Eller originally was planning to go to physician assistant school but changed his mind after a three-month volunteer stint in Africa at the Malamulo Adventist Hospital in Makwasa, Malawi.
“I did that for three months and decided I didn’t want to go back to school … So I chose nursing school,” he said. “My father is an ER doctor, and he thought I would be better off going the nursing route.”
Eller is not one to be idle. “I currently work in three ER rooms — St. Helena Hospital, Kaiser San Rafael and North Bay VacaValley,” he said. “I’m part time here but on call everywhere else. I get to pick my own schedules, and that allows me to put my stuff here on hold for a little bit and do things like go to Africa.”
“Nursing can definitely be draining,” Eller admitted. “It’s more emotionally exhausting but it can be physically draining, too, if you are doing a bunch of days in a row.”
“In the ER, we see people from all walks of life with all kinds of issues,” he said. “We might see somebody come in with a cough or a cold, or we can have people who come in where we’re trying to save their life. One is not a very stressful situation, or we have the flip side where we go into a room and someone needs immediate medical attention, the family’s in a traumatic mode and you’re trying to save the patient’s life.”
Eller said he understands that people are not often in a great mindset when they come to the ER, so he and his team do their best to triage the complaint, fix the problem and get them either out the door or admitted for further care. “My personality is such that I like the variety,” he said.
As far as the changing health care environment, Eller is familiar with everyone wanting to be their own expert by diagnosing their issue on the internet. “We call it playing ‘Dr. Google,’” he said. “They often come in and want to tell us that they need this, this and this, instead of waiting to see what we recommend.”
Eller says the lower volume at Adventist Health St. Helena, formerly known as St.
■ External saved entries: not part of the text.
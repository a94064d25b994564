//! Replaces resources that are already loaded in a running game.
//!
//! Replacement files are registered by name in a [`ReplacementRegistry`]. Objects that were
//! loaded ahead of time by the bundle pipeline are provided through a [`BundleOverrideSource`].
//! After each scene load, the [`ReplacementOrchestrator`] lists the live objects the host has
//! resident, matches them to replacements by name and overwrites them. Objects are overwritten
//! in place wherever possible so that code already holding a reference keeps working.
//!
//! ```no_run
//! use livepatch::{
//!     BundleAssetIndex, Options, ReplacementOrchestrator, ReplacementRegistry, ResidentObjects,
//! };
//!
//! let mut registry = ReplacementRegistry::new();
//! registry.register("Textures/UI/title_bg.png", "/mods/hd/title_bg.png");
//!
//! let mut orchestrator = ReplacementOrchestrator::new(registry, Options::load("livepatch.json"));
//!
//! let resident = ResidentObjects::new();
//! let bundles = BundleAssetIndex::new();
//!
//! let report = orchestrator.apply_all(&resident, &bundles);
//! println!("replaced {} objects", report.replaced);
//! ```

pub mod bundle;
pub mod cache;
pub mod diagnostics;
pub mod directory;
pub mod enumerate;
pub mod guard;
pub mod kind;
pub mod logging;
pub mod matching;
pub mod mutate;
pub mod object;
pub mod orchestrator;
pub mod registry;
pub mod settings;

pub use bundle::{BundleAsset, BundleAssetIndex, BundleOverrideSource, NoBundles};
pub use cache::ByteCache;
pub use diagnostics::{Diagnostic, Diagnostics};
pub use directory::{IndexedObjects, ObjectCursor, ResidentObjects, ResourceDirectory};
pub use enumerate::{ResourceEnumerator, Strategy};
pub use kind::{ObjectKind, ReplacementKind};
pub use matching::MatchResolver;
pub use mutate::Mutator;
pub use object::{Handle, LiveObject, ObjectId};
pub use orchestrator::{ApplyReport, Pass, ReplacementOrchestrator, RunState, SceneLoadScheduler};
pub use registry::{ReplacementEntry, ReplacementRegistry};
pub use settings::Options;
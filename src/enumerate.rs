//! Finds every live object of a kind, trying each listing surface of the host in turn.

use eyre::{ensure, Result};
use itertools::Itertools;
use strum::{Display, EnumIter, IntoEnumIterator};

use crate::{
    diagnostics::{Diagnostic, Diagnostics},
    directory::ResourceDirectory,
    guard::guarded,
    kind::ObjectKind,
    object::LiveObject,
};

/// The listing surfaces, in the order they're tried.
#[derive(Clone, Copy, Debug, PartialEq, Eq, Display, EnumIter)]
pub enum Strategy {
    Native,
    Cursor,
    Indexed,
    Managed,
}

impl Strategy {
    fn collect(
        self,
        directory: &dyn ResourceDirectory,
        kind: ObjectKind,
    ) -> Result<Vec<LiveObject>> {
        match self {
            Strategy::Native => directory.native(kind),

            Strategy::Cursor => {
                let mut cursor = directory.cursor(kind)?;
                let mut objects = vec![];

                while cursor.move_next()? {
                    objects.push(cursor.current()?);
                }

                Ok(objects)
            }

            Strategy::Indexed => {
                let collection = directory.indexed(kind)?;
                let count = collection.count()?;

                (0..count).map(|index| collection.get(index)).collect()
            }

            Strategy::Managed => Ok(directory.managed(kind)?.collect()),
        }
    }
}

/// Lists live objects through a [`ResourceDirectory`].
pub struct ResourceEnumerator<'dir> {
    directory: &'dir dyn ResourceDirectory,

    /// How many names to include when dumping resident objects for diagnosis.
    sample_limit: usize,
}

impl<'dir> ResourceEnumerator<'dir> {
    pub fn new(
        directory: &'dir dyn ResourceDirectory,
        sample_limit: usize,
    ) -> ResourceEnumerator<'dir> {
        ResourceEnumerator {
            directory,
            sample_limit,
        }
    }

    /// Tries `strategy`, returning only objects of the requested kind with duplicates removed.
    fn try_strategy(&self, strategy: Strategy, kind: ObjectKind) -> Result<Vec<LiveObject>> {
        let objects = guarded(|| strategy.collect(self.directory, kind))?;

        let objects = objects
            .into_iter()
            .filter(|object| object.kind() == kind)
            .unique_by(LiveObject::id)
            .collect_vec();

        ensure!(!objects.is_empty(), "no {} objects", kind);

        Ok(objects)
    }

    /// Returns every live object of `kind` using the first strategy that finds at least one, or
    /// an empty list if none of them do. Never fails.
    pub fn enumerate_quiet(&self, kind: ObjectKind) -> (Vec<LiveObject>, Option<Strategy>) {
        for strategy in Strategy::iter() {
            match self.try_strategy(strategy, kind) {
                Ok(objects) => {
                    log::debug!(
                        "Found {} live {} object(s) with the {} strategy.",
                        objects.len(),
                        kind,
                        strategy
                    );

                    return (objects, Some(strategy));
                }

                Err(err) => log::trace!("{} strategy for {}: {}", strategy, kind, err),
            }
        }

        (vec![], None)
    }

    /// Returns every live object of `kind`. Finding none isn't an error, but a warning with a
    /// sample of resident object names is recorded so that mismatches can be tracked down.
    pub fn enumerate(&self, kind: ObjectKind, diagnostics: &mut Diagnostics) -> Vec<LiveObject> {
        let (objects, _) = self.enumerate_quiet(kind);

        if objects.is_empty() {
            diagnostics.push(Diagnostic::EnumerationEmpty {
                kind,
                resident_sample: self.resident_sample(kind),
            });
        }

        objects
    }

    /// Returns the names of up to `sample_limit` resident objects that aren't of kind `excluded`.
    pub fn resident_sample(&self, excluded: ObjectKind) -> Vec<String> {
        ObjectKind::iter()
            .filter(|&kind| kind != excluded)
            .flat_map(|kind| {
                self.enumerate_quiet(kind)
                    .0
                    .into_iter()
                    .map(move |object| format!("{}:{}", kind, object.name()))
            })
            .take(self.sample_limit)
            .collect()
    }
}
//! Maps the names that live objects report to the names that replacements were registered under.
//!
//! The host reports the same logical asset under different names depending on how it was loaded.
//! Sometimes it's the bare asset name (`title_bg`), sometimes a path (`ui/textures/title_bg`), and
//! instantiated copies get suffixes like ` (Instance)`. Lookups therefore go through two tiers:
//! the normalised name exactly, and then the normalised name with everything up to the last path
//! separator removed.

use case_insensitive_hashmap::CaseInsensitiveHashMap;
use itertools::Itertools;

/// Suffixes that the host appends to instantiated copies of an asset.
const COPY_SUFFIXES: [&str; 2] = [" (Instance)", " (Clone)"];

/// Tokens shorter than this are too generic to be useful when looking for similar names.
const MIN_TOKEN_LEN: usize = 3;

/// Strips surrounding whitespace and any copy suffixes from `name`.
pub fn normalize_name(name: &str) -> &str {
    let mut name = name.trim();

    // Copies of copies get more than one suffix.
    while let Some(stripped) = COPY_SUFFIXES
        .iter()
        .find_map(|suffix| name.strip_suffix(suffix))
    {
        name = stripped.trim_end();
    }

    name
}

/// Returns the part of `name` after the last path separator, or `None` if there isn't one.
pub fn strip_path(name: &str) -> Option<&str> {
    name.rfind(['/', '\\']).map(|index| &name[index + 1..])
}

/// Returns the keys to try, in order, when looking up `live_name`.
pub fn candidate_keys(live_name: &str) -> impl Iterator<Item = &str> {
    let normalized = normalize_name(live_name);

    std::iter::once(normalized)
        .chain(strip_path(normalized).filter(|bare| !bare.is_empty()))
        .dedup()
}

/// A case-insensitive name table that resolves live object names using the two-tier lookup.
pub struct MatchResolver<T> {
    table: CaseInsensitiveHashMap<T>,
}

impl<T> MatchResolver<T> {
    /// Creates a resolver from `(name, value)` pairs. If a name appears more than once, the last
    /// value wins.
    pub fn new<S: Into<String>>(pairs: impl IntoIterator<Item = (S, T)>) -> MatchResolver<T> {
        let mut table = CaseInsensitiveHashMap::new();

        for (name, value) in pairs {
            table.insert(name.into(), value);
        }

        MatchResolver { table }
    }

    /// Finds the entry for a live object name.
    pub fn resolve(&self, live_name: &str) -> Option<&T> {
        candidate_keys(live_name).find_map(|key| self.table.get(key))
    }

    pub fn len(&self) -> usize {
        self.table.len()
    }

    pub fn is_empty(&self) -> bool {
        self.table.is_empty()
    }
}

/// Keeps a count of how many live objects each requested name was matched against.
pub struct MatchTracker {
    /// Requested names in the order they were added, for stable reporting.
    requested: Vec<String>,

    hits: CaseInsensitiveHashMap<usize>,
}

impl MatchTracker {
    pub fn new<S: Into<String>>(requested: impl IntoIterator<Item = S>) -> MatchTracker {
        let mut tracker = MatchTracker {
            requested: vec![],
            hits: CaseInsensitiveHashMap::new(),
        };

        for name in requested {
            let name = name.into();

            if tracker.hits.insert(name.clone(), 0).is_none() {
                tracker.requested.push(name);
            }
        }

        tracker
    }

    /// Records a match against `name`. Names that were never requested are ignored.
    pub fn record(&mut self, name: &str) {
        if let Some(count) = self.hits.get_mut(name) {
            *count += 1;
        }
    }

    /// Returns the number of matches recorded for `name`.
    pub fn hits(&self, name: &str) -> usize {
        self.hits.get(name).copied().unwrap_or(0)
    }

    /// Returns every requested name that didn't match anything.
    pub fn unmatched(&self) -> Vec<&str> {
        self.requested
            .iter()
            .filter(|name| self.hits(name) == 0)
            .map(String::as_str)
            .collect()
    }
}

/// Splits a name into lowercase tokens that are long enough to be meaningful.
fn tokens(name: &str) -> Vec<String> {
    name.split(['_', '-', '.', '/', '\\', ' '])
        .filter(|token| token.len() >= MIN_TOKEN_LEN)
        .map(str::to_lowercase)
        .collect()
}

/// Picks up to `limit` names from `resident` that look related to `requested`. This is what
/// users need to see when a replacement doesn't apply: usually the name is slightly off.
pub fn similar_names<'a>(
    requested: &str,
    resident: impl IntoIterator<Item = &'a str>,
    limit: usize,
) -> Vec<String> {
    let requested_lower = normalize_name(requested).to_lowercase();
    let requested_tokens = tokens(&requested_lower);

    resident
        .into_iter()
        .filter(|name| {
            let lower = name.to_lowercase();

            let contains_requested =
                !requested_lower.is_empty() && lower.contains(&requested_lower);

            let contained_in_requested =
                lower.len() >= MIN_TOKEN_LEN && requested_lower.contains(&lower);

            contains_requested
                || contained_in_requested
                || requested_tokens.iter().any(|token| lower.contains(token))
        })
        .unique()
        .take(limit)
        .map(str::to_string)
        .collect()
}

#[cfg(test)]
mod tests {
    use super::*;

    #[test]
    fn normalization_strips_copy_suffixes() {
        assert_eq!(normalize_name("  hero_mat (Instance)"), "hero_mat");
        assert_eq!(normalize_name("door (Clone) (Instance)"), "door");
        assert_eq!(normalize_name("plain"), "plain");
    }

    #[test]
    fn path_suffix_is_tried_after_exact_name() {
        let keys: Vec<_> = candidate_keys("ui/textures/backgrounds/title_bg_02").collect();
        assert_eq!(keys, ["ui/textures/backgrounds/title_bg_02", "title_bg_02"]);

        let keys: Vec<_> = candidate_keys("bare").collect();
        assert_eq!(keys, ["bare"]);

        let keys: Vec<_> = candidate_keys(r"Assets\Audio\theme").collect();
        assert_eq!(keys, [r"Assets\Audio\theme", "theme"]);
    }

    #[test]
    fn resolver_matches_bare_and_path_qualified_names() {
        let resolver = MatchResolver::new([("title_bg_02", 1), ("Theme", 2)]);

        assert_eq!(resolver.resolve("ui/textures/backgrounds/title_bg_02"), Some(&1));
        assert_eq!(resolver.resolve("TITLE_BG_02"), Some(&1));
        assert_eq!(resolver.resolve("theme (Instance)"), Some(&2));
        assert_eq!(resolver.resolve("totally_different"), None);
        assert_eq!(resolver.resolve("folder/"), None);
    }

    #[test]
    fn exact_path_registration_wins_over_suffix() {
        let resolver = MatchResolver::new([("ui/bg", "qualified"), ("bg", "bare")]);

        assert_eq!(resolver.resolve("ui/bg"), Some(&"qualified"));
        assert_eq!(resolver.resolve("world/bg"), Some(&"bare"));
    }

    #[test]
    fn tracker_reports_unmatched_names_once() {
        let mut tracker = MatchTracker::new(["bg", "Logo", "bg"]);
        tracker.record("BG");
        tracker.record("never_requested");

        assert_eq!(tracker.hits("bg"), 1);
        assert_eq!(tracker.unmatched(), ["Logo"]);
    }

    #[test]
    fn similar_names_share_a_substring() {
        let resident = ["title_bg_01", "menu_music", "bg", "logo_main", "title_bg_01"];
        let similar = similar_names("title_bg_02", resident, 10);

        assert_eq!(similar, ["title_bg_01"]);
        assert_eq!(similar_names("main_logo", resident, 10), ["logo_main"]);
        assert!(similar_names("zz", resident, 10).is_empty());
        assert_eq!(similar_names("title_bg_02", resident, 0).len(), 0);
    }
}
//! Texture passes: image files from disk and textures from bundles.

use std::collections::HashMap;
use std::rc::Rc;

use eyre::{ensure, eyre, Context, Result};
use image::RgbaImage;
use itertools::Itertools;

use super::{replace_by_name, BundleMutator, Mutator, PassContext};
use crate::{
    diagnostics::Diagnostic,
    guard::guarded,
    kind::{ObjectKind, ReplacementKind},
    matching::MatchTracker,
    object::{Handle, LiveObject, Texture, TextureFormat},
    orchestrator::Pass,
    registry::ReplacementEntry,
};

/// Replaces the pixel data of `target`. The texture's dimensions and format follow the new data.
fn overwrite(
    target: &Handle<Texture>,
    width: u32,
    height: u32,
    format: TextureFormat,
    pixels: &[u8],
) -> Result<()> {
    let mut texture = target.borrow_mut();

    ensure!(
        texture.readable,
        "texture '{}' is not readable, so its pixels can't be replaced",
        texture.name
    );

    texture.width = width;
    texture.height = height;
    texture.format = format;
    texture.pixels.clear();
    texture.pixels.extend_from_slice(pixels);

    Ok(())
}

/// Decodes an image file into 8-bit RGBA.
fn decode(bytes: &[u8]) -> Result<RgbaImage> {
    Ok(image::load_from_memory(bytes)
        .wrap_err("unsupported or corrupt image data")?
        .to_rgba8())
}

/// Loads texture files from disk and writes them over live textures.
pub struct DiskTextureMutator;

impl DiskTextureMutator {
    /// Reads and decodes the file for `entry`.
    fn load(cx: &mut PassContext<'_>, entry: &ReplacementEntry) -> Result<RgbaImage> {
        let bytes = cx.cache.read(&entry.disk_path)?;
        decode(&bytes).wrap_err_with(|| format!("while decoding {:?}", entry.disk_path))
    }
}

impl Mutator for DiskTextureMutator {
    fn pass(&self) -> Pass {
        Pass::DiskTexture
    }

    fn run(&self, cx: &mut PassContext<'_>) -> usize {
        let registry = cx.registry;
        let entries = registry.entries_of(ReplacementKind::Texture);

        if entries.is_empty() {
            return 0;
        }

        let live = cx.live(ObjectKind::Texture);
        let mut tracker = MatchTracker::new(entries.iter().map(|entry| entry.asset_name.as_str()));

        // Each file is decoded once per pass, however many textures it ends up replacing. Files
        // that fail to decode are remembered as `None` so the failure is only reported once.
        let mut decoded: HashMap<String, Option<Rc<RgbaImage>>> = HashMap::new();
        let mut replaced = 0;

        for target in &live {
            let name = target.name();

            let Some(entry) = registry
                .resolve(&name)
                .filter(|entry| entry.kind == ReplacementKind::Texture)
            else {
                continue;
            };

            let Some(texture) = target.as_texture() else {
                continue;
            };

            tracker.record(&entry.asset_name);

            let key = entry.asset_name.to_lowercase();

            let image = match decoded.get(&key) {
                Some(image) => image.clone(),

                None => {
                    let image = match DiskTextureMutator::load(cx, entry) {
                        Ok(image) => Some(Rc::new(image)),

                        Err(err) => {
                            cx.diagnostics.push(Diagnostic::DecodeFailure {
                                pass: Pass::DiskTexture,
                                name: entry.asset_name.clone(),
                                target: None,
                                reason: format!("{:#}", err),
                            });

                            None
                        }
                    };

                    decoded.insert(key, image.clone());
                    image
                }
            };

            let Some(image) = image else {
                continue;
            };

            let result = guarded(|| {
                overwrite(
                    texture,
                    image.width(),
                    image.height(),
                    TextureFormat::Rgba32,
                    image.as_raw(),
                )
            });

            match result {
                Ok(()) => {
                    replaced += 1;

                    cx.diagnostics.push(Diagnostic::Replaced {
                        pass: Pass::DiskTexture,
                        name,
                        target: target.id(),
                    });
                }

                Err(err) => cx.diagnostics.push(Diagnostic::DecodeFailure {
                    pass: Pass::DiskTexture,
                    name,
                    target: Some(target.id()),
                    reason: format!("{:#}", err),
                }),
            }
        }

        let names = live.iter().map(LiveObject::name).collect_vec();
        cx.report_unmatched(Pass::DiskTexture, &tracker, names.iter().map(String::as_str));

        replaced
    }
}

/// Copies the pixels of bundle textures over live textures.
pub struct BundleTextureMutator;

impl BundleMutator for BundleTextureMutator {
    fn pass(&self) -> Pass {
        Pass::BundleTexture
    }

    fn kind(&self) -> ObjectKind {
        ObjectKind::Texture
    }

    fn apply(&self, source: &LiveObject, target: &LiveObject) -> Result<()> {
        let (Some(source), Some(target)) = (source.as_texture(), target.as_texture()) else {
            return Err(eyre!("bundle texture pass was given a non-texture"));
        };

        let source = source.borrow();

        ensure!(
            source.readable,
            "bundle texture '{}' is not readable",
            source.name
        );

        overwrite(
            target,
            source.width,
            source.height,
            source.format,
            &source.pixels,
        )
    }
}

impl Mutator for BundleTextureMutator {
    fn pass(&self) -> Pass {
        BundleMutator::pass(self)
    }

    fn run(&self, cx: &mut PassContext<'_>) -> usize {
        replace_by_name(self, cx)
    }
}

#[cfg(test)]
mod tests {
    use super::*;

    #[test]
    fn overwriting_changes_size_and_format() {
        let texture = Handle::new(Texture {
            format: TextureFormat::Dxt1,
            ..Texture::new("bg", 4, 4)
        });

        overwrite(&texture, 1, 2, TextureFormat::Rgba32, &[1; 8]).unwrap();

        let texture = texture.borrow();
        assert_eq!((texture.width, texture.height), (1, 2));
        assert_eq!(texture.format, TextureFormat::Rgba32);
        assert_eq!(texture.pixels, [1; 8]);
    }

    #[test]
    fn unreadable_textures_are_rejected() {
        let texture = Handle::new(Texture {
            readable: false,
            ..Texture::new("bg", 1, 1)
        });

        assert!(overwrite(&texture, 1, 1, TextureFormat::Rgba32, &[0; 4]).is_err());
        assert_eq!(texture.borrow().pixels, [0; 4]);
    }

    #[test]
    fn garbage_bytes_fail_to_decode() {
        assert!(decode(b"definitely not a png").is_err());
    }

    #[test]
    fn bundle_textures_copy_pixels() {
        let source = Handle::new(Texture {
            pixels: vec![9; 16],
            ..Texture::new("bg", 2, 2)
        });

        let target = Handle::new(Texture::new("bg", 8, 8));

        BundleTextureMutator
            .apply(&source.clone().into(), &target.clone().into())
            .unwrap();

        assert_eq!(target.borrow().pixels, source.borrow().pixels);
        assert_eq!(target.borrow().width, 2);
    }
}
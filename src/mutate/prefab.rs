//! Overlays bundle hierarchies onto live ones.

use std::collections::HashSet;

use eyre::{eyre, Result};

use super::{replace_by_name, BundleMutator, Mutator, PassContext};
use crate::{
    kind::ObjectKind,
    object::{Handle, LiveObject, Node, ObjectId},
    orchestrator::Pass,
};

/// Returns the IDs of `root` and every node below it.
fn subtree_ids(root: &Handle<Node>) -> HashSet<ObjectId> {
    let mut ids = HashSet::new();
    root.walk(&mut |node| {
        ids.insert(node.id());
    });

    ids
}

/// Copies the mesh and renderer payloads of `source` onto `target`. Only components that
/// `target` already has are touched.
fn copy_components(source: &Handle<Node>, target: &Handle<Node>) {
    let (mesh, source_renderer) = {
        let source = source.borrow();

        (
            source.mesh_filter.as_ref().and_then(|filter| filter.mesh.clone()),
            source.renderer.clone(),
        )
    };

    let mut target = target.borrow_mut();

    if let (Some(mesh), Some(filter)) = (mesh, target.mesh_filter.as_mut()) {
        filter.mesh = Some(mesh);
    }

    let (Some(source_renderer), Some(target_renderer)) = (source_renderer, target.renderer.clone())
    else {
        return;
    };

    if source_renderer.same(&target_renderer) {
        return;
    }

    let source_renderer = source_renderer.borrow();
    let mut target_renderer = target_renderer.borrow_mut();

    target_renderer.materials = source_renderer.materials.clone();

    if source_renderer.skinned && target_renderer.skinned {
        if let Some(mesh) = &source_renderer.skinned_mesh {
            target_renderer.skinned_mesh = Some(mesh.clone());
        }
    }
}

/// Overlays `source` onto `target`, then recurses into children that both have under the same
/// name. Children missing from `target` are skipped; nothing is ever created. Returns the
/// number of nodes that were overlaid.
fn overlay(source: &Handle<Node>, target: &Handle<Node>, source_ids: &HashSet<ObjectId>) -> usize {
    // Enumeration can turn up the bundle's own instance as well as copies in the scene, so this
    // has to be checked at every level and not just for the root.
    if source.same(target) || source_ids.contains(&target.id()) {
        log::trace!("Not overlaying '{}' onto itself.", source.borrow().name);
        return 0;
    }

    copy_components(source, target);

    let children = source.borrow().children.clone();
    let mut overlaid = 1;

    for source_child in &children {
        let name = source_child.borrow().name.clone();

        match target.child(&name) {
            Some(target_child) => overlaid += overlay(source_child, &target_child, source_ids),
            None => log::debug!(
                "'{}' has no child '{}' to overlay onto.",
                target.borrow().name,
                name
            ),
        }
    }

    overlaid
}

/// Overlays bundle hierarchies onto live hierarchies with the same root name.
pub struct BundlePrefabMutator;

impl BundleMutator for BundlePrefabMutator {
    fn pass(&self) -> Pass {
        Pass::BundlePrefab
    }

    fn kind(&self) -> ObjectKind {
        ObjectKind::Node
    }

    fn is_own_source(&self, source: &LiveObject, target: &LiveObject) -> bool {
        match source.as_node() {
            Some(source) => subtree_ids(source).contains(&target.id()),
            None => source.id() == target.id(),
        }
    }

    fn apply(&self, source: &LiveObject, target: &LiveObject) -> Result<()> {
        let (Some(source), Some(target)) = (source.as_node(), target.as_node()) else {
            return Err(eyre!("bundle prefab pass was given a non-node"));
        };

        let overlaid = overlay(source, target, &subtree_ids(source));

        log::debug!(
            "Overlaid {} node(s) from the bundle '{}'.",
            overlaid,
            source.borrow().name
        );

        Ok(())
    }
}

impl Mutator for BundlePrefabMutator {
    fn pass(&self) -> Pass {
        BundleMutator::pass(self)
    }

    fn run(&self, cx: &mut PassContext<'_>) -> usize {
        replace_by_name(self, cx)
    }
}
Helena Hospital, allows him to become more connected with his patients. “At some area hospitals you might be seeing up to 200 patients a day, and you don’t have much time to interact with people,” he says. “That’s one of the reasons I like the work more at St. Helena Hospital, because here I have the time to talk with and get to know my patients.”
“I have more autonomy here,” he says, “which makes you feel like you are using your brain a bit more where at larger hospitals you live in a very small box. Here, I have a closer relationship with the doctors who care about what I think and trust my judgment.”
Eller was nominated by a colleague who recently brought her mom to the emergency department at the hospital. She told the Register: “She has Alzheimer’s and most people don’t show much regard for her due to her condition, but this nurse treated her with upmost respect and talked to her throughout her treatment as if she was a fully functioning adult. To see a young nurse treat an Alzheimer’s patient with such respect is very special.”